Ao menos 2,5 milhões de famílias aguardam inclusão no programa social. Segundo a especialista, há pessoas em situação de extrema pobreza nessa fila.
Como o governo ainda não tem todo o espaço necessário no Orçamento para ampliar o Auxílio Brasil em 2022, esses cidadãos seguem à espera do benefício.
A inclusão só virá após a aprovação total da PEC (proposta de emenda à Constituição) dos Precatórios.
Embora a alteração no teto de gastos –regra que limita o avanço das despesas à inflação– já assegure uma folga de R$ 62,2 bilhões, outros R$ 43,8 bilhões a serem abertos dependem do subteto para pagamento de dívidas judiciais da União. A segunda medida aguarda votação de outra PEC no Congresso.
Para Neri, é “inaceitável a essa altura do campeonato” que o governo repita o desenho do auxílio emergencial lançado em abril de 2020, ainda no início da pandemia da Covid-19, com um mesmo valor de R$ 600 para as famílias vulneráveis, independentemente do número de integrantes.

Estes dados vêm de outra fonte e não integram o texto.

//! Simulation clock and repeating-timer scheduler.
//!
//! The scheduler is an injected value, not a global: every system that
//! starts or stops a timer takes it by `&mut` reference. Due ticks are
//! delivered strictly in due-time order by the engine step pump, which
//! advances the clock to each tick's timestamp before dispatching it.

use hecs::Entity;
use std::cmp::Ordering;
use std::collections::BinaryHeap;
use std::collections::HashMap;

// =============================================================================
// GAME CLOCK
// =============================================================================

/// Global game time clock (in seconds)
#[derive(Debug, Clone)]
pub struct GameClock {
    /// Current game time in seconds (simulation time, not real time)
    pub time: f32,
}

impl GameClock {
    pub fn new() -> Self {
        Self { time: 0.0 }
    }

    /// Advance time to the given timestamp
    pub fn advance_to(&mut self, time: f32) {
        debug_assert!(
            time >= self.time,
            "Cannot go backwards in time: {} -> {}",
            self.time,
            time
        );
        self.time = time;
    }
}

impl Default for GameClock {
    fn default() -> Self {
        Self::new()
    }
}

// =============================================================================
// TIMER SCHEDULER
// =============================================================================

/// Opaque handle to a scheduled timer
#[derive(Debug, Clone, Copy, PartialEq, Eq, Hash)]
pub struct TimerId(u64);

/// What a timer tick does when it fires
#[derive(Debug, Clone, Copy, PartialEq, Eq)]
pub enum TimerKind {
    StaminaDrain,
    StaminaRegen,
}

/// A timer tick that has come due
#[derive(Debug, Clone, Copy)]
pub struct DueTick {
    pub id: TimerId,
    pub entity: Entity,
    pub kind: TimerKind,
    /// Simulation time at which the tick fires
    pub at: f32,
}

/// Bookkeeping for a live timer
#[derive(Debug, Clone, Copy)]
struct ActiveTimer {
    entity: Entity,
    kind: TimerKind,
    interval: f32,
    repeating: bool,
    /// Timestamp of the next tick; heap entries with a different timestamp
    /// are stale and get skipped.
    next_due: f32,
}

/// A pending tick in the due queue
#[derive(Debug, Clone, Copy)]
struct ScheduledTick {
    id: TimerId,
    due: f32,
}

impl PartialEq for ScheduledTick {
    fn eq(&self, other: &Self) -> bool {
        self.due == other.due && self.id == other.id
    }
}

impl Eq for ScheduledTick {}

impl PartialOrd for ScheduledTick {
    fn partial_cmp(&self, other: &Self) -> Option<Ordering> {
        Some(self.cmp(other))
    }
}

impl Ord for ScheduledTick {
    fn cmp(&self, other: &Self) -> Ordering {
        // Reverse ordering for min-heap behavior (earliest tick first)
        other.due.partial_cmp(&self.due).unwrap_or(Ordering::Equal)
    }
}

/// Manages repeating interval timers with opaque handles.
///
/// Cancellation is immediate: once `stop` returns, no further tick from
/// that timer is ever delivered, because `pop_due` ignores queue entries
/// whose id is no longer in the active table.
#[derive(Debug, Clone, Default)]
pub struct TimerScheduler {
    next_id: u64,
    active: HashMap<TimerId, ActiveTimer>,
    queue: BinaryHeap<ScheduledTick>,
}

impl TimerScheduler {
    pub fn new() -> Self {
        Self::default()
    }

    /// Start a timer for an entity. The first tick comes due one interval
    /// from the current clock time.
    pub fn start(
        &mut self,
        entity: Entity,
        kind: TimerKind,
        interval: f32,
        repeating: bool,
        clock: &GameClock,
    ) -> TimerId {
        let id = TimerId(self.next_id);
        self.next_id += 1;

        let next_due = clock.time + interval;
        self.active.insert(
            id,
            ActiveTimer {
                entity,
                kind,
                interval,
                repeating,
                next_due,
            },
        );
        self.queue.push(ScheduledTick { id, due: next_due });
        id
    }

    /// Stop a timer. Stopping an inactive or unknown timer is a safe no-op.
    pub fn stop(&mut self, id: TimerId) {
        self.active.remove(&id);
    }

    /// Whether the timer is still scheduled to fire
    pub fn is_active(&self, id: TimerId) -> bool {
        self.active.contains_key(&id)
    }

    /// Stop all timers belonging to an entity (e.g. on despawn)
    pub fn cancel_for_entity(&mut self, entity: Entity) {
        self.active.retain(|_, timer| timer.entity != entity);
    }

    /// Number of live timers
    pub fn active_count(&self) -> usize {
        self.active.len()
    }

    /// Earliest pending due time, if any timer has a tick scheduled.
    /// Prunes stale queue entries from cancelled or rescheduled timers.
    pub fn next_due(&mut self) -> Option<f32> {
        loop {
            let head = *self.queue.peek()?;
            match self.active.get(&head.id) {
                Some(timer) if timer.next_due == head.due => return Some(head.due),
                _ => {
                    self.queue.pop();
                }
            }
        }
    }

    /// Pop the earliest tick due at or before `until`, rescheduling the
    /// timer's next tick if it repeats. Returns None when nothing is due.
    pub fn pop_due(&mut self, until: f32) -> Option<DueTick> {
        loop {
            let head = *self.queue.peek()?;
            let stale = match self.active.get(&head.id) {
                Some(timer) => timer.next_due != head.due,
                None => true,
            };
            if stale {
                self.queue.pop();
                continue;
            }
            if head.due > until {
                return None;
            }
            self.queue.pop();

            // Active and current, checked above
            let Some(timer) = self.active.get_mut(&head.id) else {
                continue;
            };
            let tick = DueTick {
                id: head.id,
                entity: timer.entity,
                kind: timer.kind,
                at: head.due,
            };
            if timer.repeating {
                timer.next_due = head.due + timer.interval;
                let due = timer.next_due;
                self.queue.push(ScheduledTick { id: head.id, due });
            } else {
                self.active.remove(&head.id);
            }
            return Some(tick);
        }
    }
}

Em 2021, por exemplo, o formato já havia sido modificado para prever pagamentos menores a famílias unipessoais e maiores para mães que cuidam sozinhas dos filhos.
Outra falha, segundo o diretor da FGV Social, é basear a política social novamente em um repasse temporário. O benefício extraordinário será pago em dezembro de 2021 e pode ser estendido até o fim de 2022.
O mais grave, porém, é justamente a disparidade de valores per capita, sobretudo no caso de famílias com crianças. “Você está sendo mais generoso, mas não está enxergando as diferenças de necessidades entre as pessoas”, diz Neri.
Ele chama a atenção para o fato de que a taxa de pobreza na população com idade de 5 a 9 anos é de 19,77%, quase o dobro da média de todas as faixas etárias (10,97%) e mais de sete vezes a taxa observada entre pessoas com 60 anos ou mais (2,57%).
Além disso, o efeito do programa social é mais significativo entre as crianças.
Simulações feitas pelo economista apontam que, sem o Bolsa Família, a taxa de pobreza seria 2,7 pontos porcentuais maior na faixa de 5 a 9 anos. Entre pessoas com 60 anos ou mais, a diferença seria de 0,16 ponto porcentual.
Há ainda o incentivo para que pessoas hoje integrantes da mesma família dividam seus cadastros, apenas para ganhar o novo benefício turbinado.
O Ministério da Cidadania, por sua vez, afirma que “a instituição do benefício extraordinário tem como finalidade apoiar os brasileiros mais vulneráveis na recuperação e no fortalecimento de sua autonomia econômica”.
O ministério diz ainda que o Auxílio Brasil foi pensado como “resposta eficaz” às necessidades dos brasileiros afetados pelas consequências socioeconômicas da pandemia e que o programa “impulsiona a recuperação da economia por meio do repasse direto de recursos às famílias”.